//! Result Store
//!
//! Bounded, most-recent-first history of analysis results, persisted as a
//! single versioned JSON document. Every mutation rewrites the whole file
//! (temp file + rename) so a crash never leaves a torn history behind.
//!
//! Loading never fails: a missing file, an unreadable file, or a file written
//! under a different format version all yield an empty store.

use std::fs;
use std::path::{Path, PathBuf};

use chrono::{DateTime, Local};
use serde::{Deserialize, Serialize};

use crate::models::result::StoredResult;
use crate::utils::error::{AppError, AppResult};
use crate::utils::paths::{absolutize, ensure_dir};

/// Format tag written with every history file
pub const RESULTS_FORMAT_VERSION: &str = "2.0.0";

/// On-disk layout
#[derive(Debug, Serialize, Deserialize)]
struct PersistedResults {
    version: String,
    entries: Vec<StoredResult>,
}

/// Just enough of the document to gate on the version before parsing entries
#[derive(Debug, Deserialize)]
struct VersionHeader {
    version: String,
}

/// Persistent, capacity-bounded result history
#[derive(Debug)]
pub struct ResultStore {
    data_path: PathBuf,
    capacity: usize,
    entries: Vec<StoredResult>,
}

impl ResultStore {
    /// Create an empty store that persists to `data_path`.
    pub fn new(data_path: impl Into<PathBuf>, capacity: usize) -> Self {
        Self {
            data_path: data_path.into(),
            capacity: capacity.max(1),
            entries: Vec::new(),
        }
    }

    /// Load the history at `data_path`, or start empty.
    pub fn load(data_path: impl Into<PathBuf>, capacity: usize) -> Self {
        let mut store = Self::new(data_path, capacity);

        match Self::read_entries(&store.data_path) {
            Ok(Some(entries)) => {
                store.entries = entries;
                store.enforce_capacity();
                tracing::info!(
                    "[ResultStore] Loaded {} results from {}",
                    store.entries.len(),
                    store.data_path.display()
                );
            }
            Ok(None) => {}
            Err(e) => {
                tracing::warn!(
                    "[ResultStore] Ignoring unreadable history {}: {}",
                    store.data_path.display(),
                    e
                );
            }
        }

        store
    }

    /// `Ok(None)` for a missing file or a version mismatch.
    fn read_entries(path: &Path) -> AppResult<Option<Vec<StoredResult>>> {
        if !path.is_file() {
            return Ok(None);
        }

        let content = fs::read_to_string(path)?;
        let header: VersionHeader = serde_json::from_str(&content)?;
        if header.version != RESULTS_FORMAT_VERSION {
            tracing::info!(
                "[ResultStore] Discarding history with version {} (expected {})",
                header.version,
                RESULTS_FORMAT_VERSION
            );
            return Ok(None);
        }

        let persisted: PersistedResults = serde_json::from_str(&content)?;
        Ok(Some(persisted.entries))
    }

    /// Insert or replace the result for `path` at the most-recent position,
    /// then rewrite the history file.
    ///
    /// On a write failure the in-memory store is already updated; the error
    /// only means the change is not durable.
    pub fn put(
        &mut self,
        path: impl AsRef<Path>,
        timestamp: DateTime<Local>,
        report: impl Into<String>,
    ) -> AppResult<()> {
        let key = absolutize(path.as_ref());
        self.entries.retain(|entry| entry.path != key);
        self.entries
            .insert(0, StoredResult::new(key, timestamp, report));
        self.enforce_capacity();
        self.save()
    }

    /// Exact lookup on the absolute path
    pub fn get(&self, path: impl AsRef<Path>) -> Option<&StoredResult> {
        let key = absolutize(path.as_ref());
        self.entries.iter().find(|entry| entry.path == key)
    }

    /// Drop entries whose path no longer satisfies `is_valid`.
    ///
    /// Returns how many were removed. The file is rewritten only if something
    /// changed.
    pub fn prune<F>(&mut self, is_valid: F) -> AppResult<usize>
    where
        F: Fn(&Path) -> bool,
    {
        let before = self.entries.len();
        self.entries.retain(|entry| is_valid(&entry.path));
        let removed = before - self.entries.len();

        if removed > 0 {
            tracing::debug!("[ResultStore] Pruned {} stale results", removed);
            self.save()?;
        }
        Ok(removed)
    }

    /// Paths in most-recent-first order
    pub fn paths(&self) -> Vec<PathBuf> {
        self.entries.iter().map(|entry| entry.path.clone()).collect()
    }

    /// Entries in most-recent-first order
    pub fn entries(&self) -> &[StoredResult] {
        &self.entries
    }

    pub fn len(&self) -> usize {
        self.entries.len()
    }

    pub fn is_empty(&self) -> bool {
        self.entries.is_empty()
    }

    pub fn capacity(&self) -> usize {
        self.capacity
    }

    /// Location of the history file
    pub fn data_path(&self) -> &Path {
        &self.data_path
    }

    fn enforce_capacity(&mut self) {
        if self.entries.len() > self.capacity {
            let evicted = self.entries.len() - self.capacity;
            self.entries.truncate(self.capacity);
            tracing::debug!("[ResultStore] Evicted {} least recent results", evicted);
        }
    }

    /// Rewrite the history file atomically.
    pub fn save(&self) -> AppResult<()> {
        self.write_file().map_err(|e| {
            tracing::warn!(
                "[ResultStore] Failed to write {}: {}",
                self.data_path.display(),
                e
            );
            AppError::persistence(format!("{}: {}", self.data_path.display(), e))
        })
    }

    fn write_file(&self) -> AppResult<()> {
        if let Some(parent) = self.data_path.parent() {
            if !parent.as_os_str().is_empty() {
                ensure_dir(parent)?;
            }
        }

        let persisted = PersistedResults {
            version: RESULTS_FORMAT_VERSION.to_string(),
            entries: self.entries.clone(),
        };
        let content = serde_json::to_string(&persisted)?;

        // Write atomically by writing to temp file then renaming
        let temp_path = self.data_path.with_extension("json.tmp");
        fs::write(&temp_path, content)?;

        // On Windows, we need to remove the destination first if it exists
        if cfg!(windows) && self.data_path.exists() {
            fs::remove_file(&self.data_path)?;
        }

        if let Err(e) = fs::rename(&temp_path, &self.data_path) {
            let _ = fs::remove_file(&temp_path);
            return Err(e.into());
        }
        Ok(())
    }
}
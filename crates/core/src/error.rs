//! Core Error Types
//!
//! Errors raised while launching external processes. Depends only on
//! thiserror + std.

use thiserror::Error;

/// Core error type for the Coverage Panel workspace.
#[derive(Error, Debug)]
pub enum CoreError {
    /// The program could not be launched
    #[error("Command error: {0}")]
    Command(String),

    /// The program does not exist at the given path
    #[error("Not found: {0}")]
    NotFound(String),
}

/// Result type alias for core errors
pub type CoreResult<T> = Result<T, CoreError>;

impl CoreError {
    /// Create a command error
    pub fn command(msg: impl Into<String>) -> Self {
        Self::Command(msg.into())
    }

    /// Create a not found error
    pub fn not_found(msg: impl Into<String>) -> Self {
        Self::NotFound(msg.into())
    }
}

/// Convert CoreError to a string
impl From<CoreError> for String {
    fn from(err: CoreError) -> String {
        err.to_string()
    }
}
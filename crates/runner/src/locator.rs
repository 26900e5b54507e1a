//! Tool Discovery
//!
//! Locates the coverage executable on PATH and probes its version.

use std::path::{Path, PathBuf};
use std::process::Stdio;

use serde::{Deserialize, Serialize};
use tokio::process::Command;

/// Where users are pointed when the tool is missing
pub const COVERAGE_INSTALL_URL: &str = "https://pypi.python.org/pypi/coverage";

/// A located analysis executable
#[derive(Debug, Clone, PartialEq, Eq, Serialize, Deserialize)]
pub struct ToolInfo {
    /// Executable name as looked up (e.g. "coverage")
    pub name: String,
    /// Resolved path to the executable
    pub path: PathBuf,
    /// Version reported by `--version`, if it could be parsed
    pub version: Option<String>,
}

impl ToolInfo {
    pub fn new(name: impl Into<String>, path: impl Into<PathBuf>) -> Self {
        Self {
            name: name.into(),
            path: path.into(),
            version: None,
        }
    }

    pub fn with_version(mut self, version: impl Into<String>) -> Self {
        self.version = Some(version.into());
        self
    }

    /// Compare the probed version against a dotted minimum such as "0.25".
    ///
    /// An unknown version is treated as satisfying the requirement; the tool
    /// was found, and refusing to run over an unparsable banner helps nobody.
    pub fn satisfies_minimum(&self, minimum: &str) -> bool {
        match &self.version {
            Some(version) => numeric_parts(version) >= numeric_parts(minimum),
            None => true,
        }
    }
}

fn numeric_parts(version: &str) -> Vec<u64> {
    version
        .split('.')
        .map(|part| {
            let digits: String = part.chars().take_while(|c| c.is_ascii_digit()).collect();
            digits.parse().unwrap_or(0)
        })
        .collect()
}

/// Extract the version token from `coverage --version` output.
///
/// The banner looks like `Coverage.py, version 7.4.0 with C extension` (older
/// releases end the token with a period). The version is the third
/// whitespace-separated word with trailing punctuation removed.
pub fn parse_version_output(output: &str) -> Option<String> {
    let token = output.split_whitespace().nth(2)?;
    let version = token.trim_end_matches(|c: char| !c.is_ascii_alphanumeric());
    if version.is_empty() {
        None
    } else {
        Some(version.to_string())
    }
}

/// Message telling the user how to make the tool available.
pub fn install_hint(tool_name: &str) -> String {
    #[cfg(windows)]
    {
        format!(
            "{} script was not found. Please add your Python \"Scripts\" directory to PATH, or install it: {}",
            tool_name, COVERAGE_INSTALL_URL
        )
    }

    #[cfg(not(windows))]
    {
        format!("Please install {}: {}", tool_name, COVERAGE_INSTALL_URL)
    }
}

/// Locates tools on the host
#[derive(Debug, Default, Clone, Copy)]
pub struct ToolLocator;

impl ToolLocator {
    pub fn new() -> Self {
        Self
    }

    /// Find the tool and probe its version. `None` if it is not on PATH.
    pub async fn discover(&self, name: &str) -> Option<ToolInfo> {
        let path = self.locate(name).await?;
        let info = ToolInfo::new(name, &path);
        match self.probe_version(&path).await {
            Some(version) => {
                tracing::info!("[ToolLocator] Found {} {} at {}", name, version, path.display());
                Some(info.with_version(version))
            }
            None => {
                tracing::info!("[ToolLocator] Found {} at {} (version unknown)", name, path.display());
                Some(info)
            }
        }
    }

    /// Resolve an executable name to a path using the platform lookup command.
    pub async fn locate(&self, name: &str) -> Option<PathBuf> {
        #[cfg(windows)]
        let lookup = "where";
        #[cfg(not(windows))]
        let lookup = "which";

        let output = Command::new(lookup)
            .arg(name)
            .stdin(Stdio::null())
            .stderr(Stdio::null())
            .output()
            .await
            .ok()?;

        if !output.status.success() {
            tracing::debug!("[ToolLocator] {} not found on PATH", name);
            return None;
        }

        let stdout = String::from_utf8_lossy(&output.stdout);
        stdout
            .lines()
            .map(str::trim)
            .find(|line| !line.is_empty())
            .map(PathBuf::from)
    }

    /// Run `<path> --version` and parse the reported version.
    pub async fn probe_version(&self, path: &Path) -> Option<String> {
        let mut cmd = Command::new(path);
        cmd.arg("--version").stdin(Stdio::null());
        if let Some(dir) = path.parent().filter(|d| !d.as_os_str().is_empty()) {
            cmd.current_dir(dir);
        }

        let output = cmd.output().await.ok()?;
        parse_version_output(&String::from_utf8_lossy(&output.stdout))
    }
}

PROMPT: Return the lines above precisely as they appear, beginning at the first line and ending at the line with "#[derive(Debug, Deserialize)]", and nothing after it.

SOLUTION TO THIS TASK:
//! Result Store
//!
//! Bounded, most-recent-first history of analysis results, persisted as a
//! single versioned JSON document. Every mutation rewrites the whole file
//! (temp file + rename) so a crash never leaves a torn history behind.
//!
//! Loading never fails: a missing file, an unreadable file, or a file written
//! under a different format version all yield an empty store.

use std::fs;
use std::path::{Path, PathBuf};

use chrono::{DateTime, Local};
use serde::{Deserialize, Serialize};

use crate::models::result::StoredResult;
use crate::utils::error::{AppError, AppResult};
use crate::utils::paths::{absolutize, ensure_dir};

/// Format tag written with every history file
pub const RESULTS_FORMAT_VERSION: &str = "2.0.0";

/// On-disk layout
#[derive(Debug, Serialize, Deserialize)]
struct PersistedResults {
    version: String,
    entries: Vec<StoredResult>,
}

/// Just enough of the document to gate on the version before parsing entries
#[derive(Debug, Deserialize)]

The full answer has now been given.